◆ **Stored data entries**

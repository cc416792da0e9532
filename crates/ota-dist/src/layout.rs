//! # Public Tree Layout
//!
//! Path arithmetic for the public distribution root:
//!
//! ```text
//! {public}/
//!   {app}/
//!     .latest                 version name the tree was built for
//!     {version}/checksum.json frozen manifest
//!     {version}/bundle.zip    full (latest) or delta artifact
//!   .swap/{app}/              incoming-* and retired-* trees during a swap
//! ```
//!
//! Everything here is pure path construction plus read-only listing; the
//! writers are the builder and the coordinator.

use std::fs;
use std::io;
use std::path::{Path, PathBuf};

use ota_core::{AppId, Manifest, VersionName};

use crate::error::{DistError, IoResultExt};

/// File name of a version's frozen manifest.
pub const MANIFEST_FILE: &str = "checksum.json";
/// File name of a version's artifact archive.
pub const BUNDLE_FILE: &str = "bundle.zip";
/// Marker recording which version a tree holds the full artifact for.
pub const LATEST_MARKER: &str = ".latest";
/// Directory under the public root used for in-flight swaps.
pub const SWAP_DIR: &str = ".swap";

/// A version found in an application's live tree.
#[derive(Debug, Clone, PartialEq, Eq)]
pub struct PublishedVersion {
    /// The version name.
    pub name: VersionName,
    /// Directory holding the version's artifact.
    pub artifact_dir: PathBuf,
}

impl PublishedVersion {
    /// Path of the frozen manifest.
    pub fn manifest_path(&self) -> PathBuf {
        self.artifact_dir.join(MANIFEST_FILE)
    }

    /// Load the frozen manifest.
    pub fn load_manifest(&self) -> Result<Manifest, DistError> {
        let path = self.manifest_path();
        Manifest::load(&path).map_err(|e| DistError::manifest("loading", &path, e))
    }
}

/// The public distribution root.
#[derive(Debug, Clone)]
pub struct PublicTree {
    root: PathBuf,
}

impl PublicTree {
    /// Wrap a public root directory.
    pub fn new(root: impl Into<PathBuf>) -> Self {
        Self { root: root.into() }
    }

    /// The public root.
    pub fn root(&self) -> &Path {
        &self.root
    }

    /// `{public}/{app}`
    pub fn app_dir(&self, app: &AppId) -> PathBuf {
        self.root.join(app.as_str())
    }

    /// `{public}/{app}/{version}`
    pub fn artifact_dir(&self, app: &AppId, version: &VersionName) -> PathBuf {
        self.app_dir(app).join(version.as_str())
    }

    /// `{public}/{app}/{version}/bundle.zip`
    pub fn bundle_path(&self, app: &AppId, version: &VersionName) -> PathBuf {
        self.artifact_dir(app, version).join(BUNDLE_FILE)
    }

    /// `{public}/{app}/{version}/checksum.json`
    pub fn manifest_path(&self, app: &AppId, version: &VersionName) -> PathBuf {
        self.artifact_dir(app, version).join(MANIFEST_FILE)
    }

    /// `{public}/.swap/{app}`
    pub fn swap_dir(&self, app: &AppId) -> PathBuf {
        self.root.join(SWAP_DIR).join(app.as_str())
    }

    /// Whether a version's artifact archive is present.
    pub fn has_version(&self, app: &AppId, version: &VersionName) -> bool {
        self.bundle_path(app, version).is_file()
    }

    /// Every version present in the application's live tree, sorted by name.
    ///
    /// A missing application directory yields an empty list. Hidden entries
    /// and directories whose name is not a valid version name are skipped.
    pub fn published_versions(&self, app: &AppId) -> Result<Vec<PublishedVersion>, DistError> {
        let dir = self.app_dir(app);
        let entries = match fs::read_dir(&dir) {
            Ok(entries) => entries,
            Err(e) if e.kind() == io::ErrorKind::NotFound => return Ok(Vec::new()),
            Err(e) => return Err(DistError::io("listing", &dir, e)),
        };

        let mut versions = Vec::new();
        for entry in entries {
            let entry = entry.at("listing", &dir)?;
            if !entry.file_type().at("inspecting", &entry.path())?.is_dir() {
                continue;
            }
            let Some(name) = entry.file_name().to_str().map(str::to_owned) else {
                continue;
            };
            if name.starts_with('.') {
                continue;
            }
            match VersionName::new(name) {
                Ok(name) => versions.push(PublishedVersion {
                    artifact_dir: entry.path(),
                    name,
                }),
                Err(e) => {
                    tracing::warn!(app_id = %app, dir = %entry.path().display(), error = %e, "skipping unrecognised directory");
                }
            }
        }
        versions.sort_by(|a, b| a.name.cmp(&b.name));
        Ok(versions)
    }

    /// Read the `.latest` marker of an application's live tree.
    pub fn read_marker(&self, app: &AppId) -> Result<Option<VersionName>, DistError> {
        read_marker_at(&self.app_dir(app))
    }

    /// Applications with a live tree or leftover swap state.
    pub fn apps(&self) -> Result<Vec<AppId>, DistError> {
        let mut apps = Vec::new();
        for dir in [self.root.clone(), self.root.join(SWAP_DIR)] {
            let entries = match fs::read_dir(&dir) {
                Ok(entries) => entries,
                Err(e) if e.kind() == io::ErrorKind::NotFound => continue,
                Err(e) => return Err(DistError::io("listing", &dir, e)),
            };
            for entry in entries {
                let entry = entry.at("listing", &dir)?;
                let name = entry.file_name();
                let Some(name) = name.to_str() else { continue };
                if let Ok(app) = AppId::new(name) {
                    if !apps.contains(&app) {
                        apps.push(app);
                    }
                }
            }
        }
        apps.sort();
        Ok(apps)
    }
}

/// Read the `.latest` marker of the tree rooted at `tree_root`.
pub(crate) fn read_marker_at(tree_root: &Path) -> Result<Option<VersionName>, DistError> {
    let path = tree_root.join(LATEST_MARKER);
    match fs::read_to_string(&path) {
        Ok(text) => Ok(Some(VersionName::new(text.trim())?)),
        Err(e) if e.kind() == io::ErrorKind::NotFound => Ok(None),
        Err(e) => Err(DistError::io("reading", &path, e)),
    }
}
//! # Archive Codec
//!
//! Packs directories into `bundle.zip` archives and unpacks uploads.
//!
//! The pipeline only talks to the [`ArchiveCodec`] trait; [`ZipCodec`] is the
//! production implementation. Extraction validates every entry name before
//! writing anything, rejecting absolute paths, `..` traversal (zip-slip), and
//! symbolic link entries.

use std::fmt;
use std::fs::{self, File};
use std::io::{self, BufReader, BufWriter, Read, Write};
use std::path::Path;

use thiserror::Error;
use zip::write::SimpleFileOptions;
use zip::{CompressionMethod, ZipArchive, ZipWriter};

use crate::fsutil::walk_files;

/// Errors arising from packing or unpacking archives.
#[derive(Debug, Error)]
pub enum ArchiveError {
    /// Local filesystem failure while reading sources or writing output.
    #[error("archive I/O error: {0}")]
    Io(#[from] io::Error),

    /// The archive bytes could not be decoded.
    #[error("corrupt archive: {0}")]
    Corrupt(String),

    /// An entry would escape the destination or is not a regular file.
    #[error("unsafe archive entry: {path}")]
    UnsafeEntry {
        /// The entry name as stored in the archive.
        path: String,
    },

    /// Two entries claim the same path, or an entry's path runs through
    /// another entry's file.
    #[error("archive entry {path} clashes with another entry")]
    ClashingEntry {
        /// The later of the two entries.
        path: String,
    },

    /// The archive holds no files.
    #[error("archive contains no files")]
    Empty,
}

impl From<zip::result::ZipError> for ArchiveError {
    fn from(err: zip::result::ZipError) -> Self {
        match err {
            zip::result::ZipError::Io(e) => Self::Io(e),
            other => Self::Corrupt(other.to_string()),
        }
    }
}

/// Compress and decompress directory trees.
pub trait ArchiveCodec: Send + Sync + fmt::Debug {
    /// Write an archive at `archive_path` holding `files`, each a
    /// `/`-separated path relative to `source_dir`.
    ///
    /// Returns the number of entries written. An empty `files` list produces
    /// a valid, empty archive.
    fn compress_files(
        &self,
        source_dir: &Path,
        files: &[&str],
        archive_path: &Path,
    ) -> Result<usize, ArchiveError>;

    /// Extract the archive at `archive_path` into `dest_dir`, which should
    /// be empty.
    ///
    /// Returns the number of files written.
    fn decompress(&self, archive_path: &Path, dest_dir: &Path) -> Result<usize, ArchiveError>;

    /// Archive every file under `source_dir`.
    fn compress(&self, source_dir: &Path, archive_path: &Path) -> Result<usize, ArchiveError> {
        let files = walk_files(source_dir)?;
        let refs: Vec<&str> = files.iter().map(String::as_str).collect();
        self.compress_files(source_dir, &refs, archive_path)
    }
}

/// Deflate-compressed zip archives.
#[derive(Debug, Clone, Copy, Default)]
pub struct ZipCodec;

/// Unix file type bits marking a symbolic link.
const S_IFMT: u32 = 0o170_000;
const S_IFLNK: u32 = 0o120_000;

fn entry_options() -> SimpleFileOptions {
    SimpleFileOptions::default().compression_method(CompressionMethod::Deflated)
}

impl ArchiveCodec for ZipCodec {
    fn compress_files(
        &self,
        source_dir: &Path,
        files: &[&str],
        archive_path: &Path,
    ) -> Result<usize, ArchiveError> {
        if let Some(parent) = archive_path.parent() {
            fs::create_dir_all(parent)?;
        }
        let mut writer = ZipWriter::new(BufWriter::new(File::create(archive_path)?));
        for rel in files {
            writer.start_file(*rel, entry_options())?;
            let mut source = File::open(source_dir.join(rel))?;
            io::copy(&mut source, &mut writer)?;
        }
        let mut out = writer.finish()?;
        out.flush()?;
        Ok(files.len())
    }

    fn decompress(&self, archive_path: &Path, dest_dir: &Path) -> Result<usize, ArchiveError> {
        let file = File::open(archive_path)?;
        let mut archive = ZipArchive::new(BufReader::new(file)).map_err(corrupt)?;
        fs::create_dir_all(dest_dir)?;

        let mut written = 0;
        for index in 0..archive.len() {
            let mut entry = archive.by_index(index).map_err(corrupt)?;
            let name = entry.name().to_string();
            if name.contains('\\') {
                return Err(ArchiveError::UnsafeEntry { path: name });
            }
            let rel = entry
                .enclosed_name()
                .ok_or_else(|| ArchiveError::UnsafeEntry { path: name.clone() })?;
            if entry
                .unix_mode()
                .is_some_and(|mode| mode & S_IFMT == S_IFLNK)
            {
                return Err(ArchiveError::UnsafeEntry { path: name });
            }

            if clashes(dest_dir, &rel, entry.is_dir()) {
                return Err(ArchiveError::ClashingEntry { path: name });
            }

            let target = dest_dir.join(&rel);
            if entry.is_dir() {
                fs::create_dir_all(&target)?;
                continue;
            }
            if let Some(parent) = target.parent() {
                fs::create_dir_all(parent)?;
            }
            let mut out = BufWriter::new(File::create(&target)?);
            copy_entry(&mut entry, &mut out, &name)?;
            out.flush()?;
            written += 1;
        }
        Ok(written)
    }
}

/// Whether extracting `rel` would land on something an earlier entry wrote:
/// a file (or, for a file entry, a directory) at the target itself, or a
/// file where one of its parent directories belongs.
fn clashes(dest_dir: &Path, rel: &Path, is_dir: bool) -> bool {
    if let Ok(meta) = fs::symlink_metadata(dest_dir.join(rel)) {
        if !(is_dir && meta.is_dir()) {
            return true;
        }
    }
    rel.ancestors()
        .skip(1)
        .filter(|parent| !parent.as_os_str().is_empty())
        .any(|parent| fs::symlink_metadata(dest_dir.join(parent)).is_ok_and(|m| !m.is_dir()))
}

/// Any failure decoding the upload is the upload's fault.
fn corrupt(err: zip::result::ZipError) -> ArchiveError {
    ArchiveError::Corrupt(err.to_string())
}

/// Stream one entry out, attributing read failures to the archive and write
/// failures to the local filesystem.
fn copy_entry<R: Read, W: Write>(entry: &mut R, out: &mut W, name: &str) -> Result<(), ArchiveError> {
    let mut buffer = [0u8; 16 * 1024];
    loop {
        let n = entry
            .read(&mut buffer)
            .map_err(|e| ArchiveError::Corrupt(format!("reading entry {name}: {e}")))?;
        if n == 0 {
            return Ok(());
        }
        out.write_all(&buffer[..n])?;
    }
}
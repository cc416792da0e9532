//! # Publish Subcommand
//!
//! `ota publish --app <id> --version <name> <bundle.zip>` runs the full
//! publish pipeline against the local directories and prints the report.
//! The per-application lock is process-local, so do not publish from the
//! command line for an application the running server may be publishing.

use std::path::PathBuf;
use std::time::Duration;

use anyhow::{Context, Result};
use clap::Args;

use ota_core::{AppId, VersionName};
use ota_dist::{Distributor, PublishRequest};

use crate::DirOverrides;

/// Arguments for `ota publish`.
#[derive(Args, Debug)]
pub struct PublishArgs {
    /// Application identifier.
    #[arg(long)]
    pub app: String,

    /// Version name to publish.
    #[arg(long)]
    pub version: String,

    /// Bundle archive produced by `ota pack`.
    pub bundle: PathBuf,

    /// Maximum wait for the publish lock, in milliseconds.
    #[arg(long)]
    pub wait_ms: Option<u64>,
}

/// Execute `ota publish`.
pub fn run_publish(args: &PublishArgs, dirs: &DirOverrides) -> Result<u8> {
    let app = AppId::new(args.app.as_str())?;
    let version = VersionName::new(args.version.as_str())?;
    let archive = std::fs::read(&args.bundle)
        .with_context(|| format!("reading {}", args.bundle.display()))?;

    let mut config = dirs.resolve()?;
    if let Some(ms) = args.wait_ms {
        config.lock_wait = Duration::from_millis(ms);
    }
    let dist = Distributor::open(config)?;

    let runtime = tokio::runtime::Builder::new_current_thread()
        .enable_all()
        .build()
        .context("starting async runtime")?;
    let report = runtime.block_on(async {
        let permit = dist.acquire(&app).await?;
        dist.publish(permit, PublishRequest { version, archive }).await
    })?;

    if !report.changed {
        tracing::info!(version = %report.version, "version is already latest with identical content");
    }
    println!("{}", serde_json::to_string_pretty(&report)?);
    Ok(0)
}
//! # ota-core: Foundational Types for the OTA Stack
//!
//! This crate defines the type-system primitives shared by every other crate
//! in the workspace. It depends on nothing internal.
//!
//! ## Key Design Principles
//!
//! 1. **Newtype wrappers for identifiers.** `AppId` and `VersionName` have
//!    validated constructors. Both end up as path components in the public
//!    distribution tree, so an unvalidated string never reaches the filesystem.
//!
//! 2. **`FileDigest` is always 64 lowercase hex chars.** Construction goes
//!    through `sha256_*` helpers or `FileDigest::parse()`; there is no way to
//!    hold a malformed digest.
//!
//! 3. **Manifests are frozen values.** A `Manifest` is computed once when a
//!    version is first uploaded and is only ever compared against afterwards.
//!    [`Manifest::delta_from()`] is the single definition of "which files does
//!    an older version need".
//!
//! ## Crate Policy
//!
//! - No dependencies on other `ota-*` crates (this is the leaf of the DAG).
//! - No `unsafe` code.
//! - No `panic!()` or `.unwrap()` outside tests.

pub mod digest;
pub mod error;
pub mod identity;
pub mod manifest;

pub use digest::{sha256_bytes, sha256_file, sha256_reader, FileDigest};
pub use error::{ManifestError, ValidationError};
pub use identity::{AppId, VersionName};
pub use manifest::Manifest;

◆ **Goal of the exercise**
Each line that includes the string "ZipError" should be copied from the data.

◆ **Written answer**
impl From<zip::result::ZipError> for ArchiveError {
    fn from(err: zip::result::ZipError) -> Self {
            zip::result::ZipError::Io(e) => Self::Io(e),
fn corrupt(err: zip::result::ZipError) -> ArchiveError {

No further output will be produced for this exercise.